With the increasing penetration of electric vehicles in modern cities, the tie between urban transportation system and power distribution system is becoming more evident. Spatial and temporal distributions of load demands in fast charging stations alter power flow patterns, raising the risk of over-low bus voltage and congestions, and thus threaten distribution system security. Similar to the flexible demand in smart grid, traffic demand in the transportation system, which is defined as the volume of vehicles travelling from one place to another in unit time, is also shiftable over time, as motorists would like to avoid rush hours and save travel time. This paper proposed a multi-period traffic assignment model with time-shiftable traffic demands.

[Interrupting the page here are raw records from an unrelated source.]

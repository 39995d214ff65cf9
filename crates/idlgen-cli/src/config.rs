//! # Generator Configuration
//!
//! Optional YAML file passed with `--config`. Every key has a default, so
//! a partial file (or none at all) is valid. Command-line flags override
//! file values.
//!
//! ```yaml
//! struct_prefix: C_
//! output_dir: output_json
//! api_prefix: legacy
//! scan_sibling_documents: true
//! ```

use std::path::{Path, PathBuf};

use anyhow::{Context, Result};
use serde::{Deserialize, Serialize};

/// Settings shared by the subcommands.
#[derive(Debug, Clone, PartialEq, Eq, Serialize, Deserialize)]
#[serde(default, deny_unknown_fields)]
pub struct GeneratorConfig {
    /// Structs whose name starts with this prefix (case-insensitive) get a sample.
    pub struct_prefix: String,
    /// Where sample JSON files are written.
    pub output_dir: PathBuf,
    /// Prefix of generated API files and functions.
    pub api_prefix: String,
    /// Register every document in each input's directory, not only the inputs.
    pub scan_sibling_documents: bool,
}

impl Default for GeneratorConfig {
    fn default() -> Self {
        Self {
            struct_prefix: "C_".to_string(),
            output_dir: PathBuf::from("output_json"),
            api_prefix: "legacy".to_string(),
            scan_sibling_documents: true,
        }
    }
}

impl GeneratorConfig {
    /// Load a configuration file. An empty file yields the defaults.
    pub fn load(path: &Path) -> Result<Self> {
        let content = std::fs::read_to_string(path)
            .with_context(|| format!("failed to read config: {}", path.display()))?;
        if content.trim().is_empty() {
            return Ok(Self::default());
        }
        serde_yaml::from_str(&content)
            .with_context(|| format!("invalid config: {}", path.display()))
    }

    /// Load `path` if given, otherwise use the defaults.
    pub fn load_or_default(path: Option<&Path>) -> Result<Self> {
        match path {
            Some(path) => Self::load(path),
            None => Ok(Self::default()),
        }
    }
}
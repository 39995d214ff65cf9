//! # Declaration Model
//!
//! The normalized shape every schema dialect is reduced to before it
//! reaches the registry: typedefs, enumerations, and structs with
//! ordered members.

use serde::{Deserialize, Serialize};

/// Keyword in a raw member type that marks a sequence.
const SEQUENCE_KEYWORD: &str = "sequence";

/// A normalized schema declaration.
#[derive(Debug, Clone, PartialEq, Eq, Serialize, Deserialize)]
#[serde(tag = "kind", rename_all = "snake_case")]
pub enum Declaration {
    /// An alias for another type reference.
    Typedef(TypedefDecl),
    /// An ordered enumeration.
    Enum(EnumDecl),
    /// A record with optional single inheritance.
    Struct(StructDecl),
}

impl Declaration {
    /// The declared (qualified) name.
    pub fn name(&self) -> &str {
        match self {
            Declaration::Typedef(t) => &t.name,
            Declaration::Enum(e) => &e.name,
            Declaration::Struct(s) => &s.name,
        }
    }
}

/// `name` is an alias of `underlying`.
#[derive(Debug, Clone, PartialEq, Eq, Serialize, Deserialize)]
pub struct TypedefDecl {
    pub name: String,
    pub underlying: String,
}

/// An enumeration; the first enumerator is the canonical sample.
#[derive(Debug, Clone, PartialEq, Eq, Serialize, Deserialize)]
pub struct EnumDecl {
    pub name: String,
    pub enumerators: Vec<String>,
}

/// A struct declaration.
#[derive(Debug, Clone, PartialEq, Eq, Serialize, Deserialize)]
pub struct StructDecl {
    /// Declared name (qualified once it has been through the scanner).
    pub name: String,
    /// Reference to the base struct, if any.
    pub base_type: Option<String>,
    /// Members in declaration order.
    pub members: Vec<Member>,
}

impl StructDecl {
    /// A struct with no base and no members.
    pub fn new(name: impl Into<String>) -> Self {
        Self {
            name: name.into(),
            base_type: None,
            members: Vec::new(),
        }
    }

    /// Set the base struct reference.
    pub fn with_base(mut self, base: impl Into<String>) -> Self {
        self.base_type = Some(base.into());
        self
    }

    /// Append a member.
    pub fn with_member(mut self, member: Member) -> Self {
        self.members.push(member);
        self
    }
}

/// A struct member.
///
/// A member may carry both a raw `type_name` (e.g. `nonBasic`, `int32`,
/// `string`) and an aliased `non_basic_type_name`; the latter wins.
#[derive(Debug, Clone, PartialEq, Eq, Default, Serialize, Deserialize)]
pub struct Member {
    pub name: String,
    pub type_name: Option<String>,
    pub non_basic_type_name: Option<String>,
    pub sequence_max_length: Option<String>,
    pub array_dimensions: Option<String>,
}

impl Member {
    /// A scalar member of a raw type.
    pub fn new(name: impl Into<String>, type_name: impl Into<String>) -> Self {
        Self {
            name: name.into(),
            type_name: Some(type_name.into()),
            ..Self::default()
        }
    }

    /// A scalar member referring to a declared type by name.
    pub fn non_basic(name: impl Into<String>, type_ref: impl Into<String>) -> Self {
        Self {
            name: name.into(),
            type_name: Some("nonBasic".to_string()),
            non_basic_type_name: Some(type_ref.into()),
            ..Self::default()
        }
    }

    /// Mark the member as a bounded sequence.
    pub fn with_sequence_max_length(mut self, len: impl Into<String>) -> Self {
        self.sequence_max_length = Some(len.into());
        self
    }

    /// Mark the member as a fixed-size array.
    pub fn with_array_dimensions(mut self, dims: impl Into<String>) -> Self {
        self.array_dimensions = Some(dims.into());
        self
    }

    /// The type reference used for synthesis: the aliased name when
    /// present and non-empty, otherwise the raw type name.
    pub fn type_ref(&self) -> Option<&str> {
        non_empty(&self.non_basic_type_name).or_else(|| non_empty(&self.type_name))
    }

    /// Whether the member is a sequence or array rather than a scalar.
    pub fn is_repeated(&self) -> bool {
        non_empty(&self.sequence_max_length).is_some()
            || non_empty(&self.array_dimensions).is_some()
            || self
                .type_name
                .as_deref()
                .is_some_and(|t| t.contains(SEQUENCE_KEYWORD))
    }
}

fn non_empty(value: &Option<String>) -> Option<&str> {
    value.as_deref().filter(|v| !v.is_empty())
}

#[cfg(test)]
mod tests {
    use super::*;

    #[test]
    fn type_ref_prefers_non_basic_name() {
        let m = Member::non_basic("A_Id", "P::T_Int32");
        assert_eq!(m.type_ref(), Some("P::T_Int32"));
    }

    #[test]
    fn type_ref_falls_back_on_empty_alias() {
        let m = Member {
            name: "x".into(),
            type_name: Some("int32".into()),
            non_basic_type_name: Some(String::new()),
            ..Member::default()
        };
        assert_eq!(m.type_ref(), Some("int32"));
    }

    #[test]
    fn type_ref_absent() {
        let m = Member {
            name: "x".into(),
            ..Member::default()
        };
        assert_eq!(m.type_ref(), None);
    }

    #[test]
    fn repeated_markers() {
        assert!(!Member::new("a", "long").is_repeated());
        assert!(Member::new("a", "long").with_sequence_max_length("10").is_repeated());
        assert!(Member::new("a", "long").with_array_dimensions("4").is_repeated());
        assert!(Member::new("a", "sequence<long>").is_repeated());
        assert!(!Member::new("a", "long").with_sequence_max_length("").is_repeated());
    }

    #[test]
    fn declaration_name_and_tagged_json() {
        let decl = Declaration::Enum(EnumDecl {
            name: "NS::E_Status".into(),
            enumerators: vec!["ACTIVE".into()],
        });
        assert_eq!(decl.name(), "NS::E_Status");
        let json = serde_json::to_value(&decl).unwrap();
        assert_eq!(json["kind"], "enum");
        assert_eq!(json["enumerators"][0], "ACTIVE");
    }

    #[test]
    fn struct_builder_keeps_member_order() {
        let s = StructDecl::new("C_X")
            .with_base("C_Base")
            .with_member(Member::new("b", "long"))
            .with_member(Member::new("a", "long"));
        assert_eq!(s.base_type.as_deref(), Some("C_Base"));
        let names: Vec<_> = s.members.iter().map(|m| m.name.as_str()).collect();
        assert_eq!(names, ["b", "a"]);
    }
}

In order to capture the deliberate postponed or advanced travels, the dynamic traffic demand between each origin-destination pair nodes over time is formulated as a matrix variable. The traffic assignment model consists of several Wardrop user equilibrium problems in consecutive periods coupled by demand conservation constraints, and gives rise to a convex program with polyhedral constraints. The charging station loads are assumed to be proportional to the traffic flow in the service area. The power distribution system is operated in accordance with optimal power flow. Case studies demonstrate the benefit brought by the temporal flexibility of traffic demand.